Tuesday, February 28, 2006

all things being equal...

all things being equal, i lose.

even with a 10, 15, or even a 25% advantage in my favor, i lose. and i have no such advantage.

i can't overcome his homefield advantage. can't overcome their history. and never will be able to, because every day i know her, their history continues to grow. that alone guarantees i won't win. can't win. she can't overcome their history, so how can i? the things that i (may or may not) offer her are intangible, guessed at, she's unsure even exactly what they are or what they mean or how much or if she wants them.

but there's no opportunity for fairness, because she won't meet me. won't let us get together, say hi, touch, talk, maybe even kiss. see what we'd be like in person. how or if we'd connect, mesh, feel good together. how can you say "no" when you don't know?

so he gets 8 years of history, the majority of her day, all of her weekends, and a million opportunities to show her not only love but friendship. i don't.

so with the only things i have to offer that could even the scales, possibly even tilt them in my favor not allowed, there's no way i can overcome her objections and feelings based on their history, their day to day life. the prospect of being the lover she wants, the friend she wants are the only things that could possibly help me overcome the financial advantages she has with him. but i don't get the chance.

it's so unfair that she's deciding if their life together is what she wants when she doesn't know and won't look at any other models of what a couple could be together.

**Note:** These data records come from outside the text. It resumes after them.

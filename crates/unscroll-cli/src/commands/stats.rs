use clap::Subcommand;
use serde::Serialize;
use unscroll_core::{Database, ProgressLedger, Stats};

#[derive(Subcommand)]
pub enum StatsAction {
    /// Today's stats
    Today,
    /// All-time stats
    All,
}

#[derive(Serialize)]
struct StatsReport {
    #[serde(flatten)]
    sessions: Stats,
    points: u64,
    streak_days: u32,
}

pub fn run(action: StatsAction) -> Result<(), Box<dyn std::error::Error>> {
    let db = Database::open()?;
    let ledger = ProgressLedger::load(&db);

    let sessions = match action {
        StatsAction::Today => db.stats_today()?,
        StatsAction::All => db.stats_all()?,
    };

    let report = StatsReport {
        sessions,
        points: ledger.points(),
        streak_days: ledger.streak_days(),
    };
    println!("{}", serde_json::to_string_pretty(&report)?);
    Ok(())
}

she won't take even a single glance at what we might be like, together. the possibility of what we could be like, together.

why? if it was good, wouldn't she want to know that? and if she was afraid it'd be bad, wouldn't ya want that confirmed?

maybe she doesn't want to ruin the fantasy.

maybe some things are better kept as a fantasy.

my fantasy is to be her reality.

my reality is... -he- is her reality. at best, i'm a fantasy.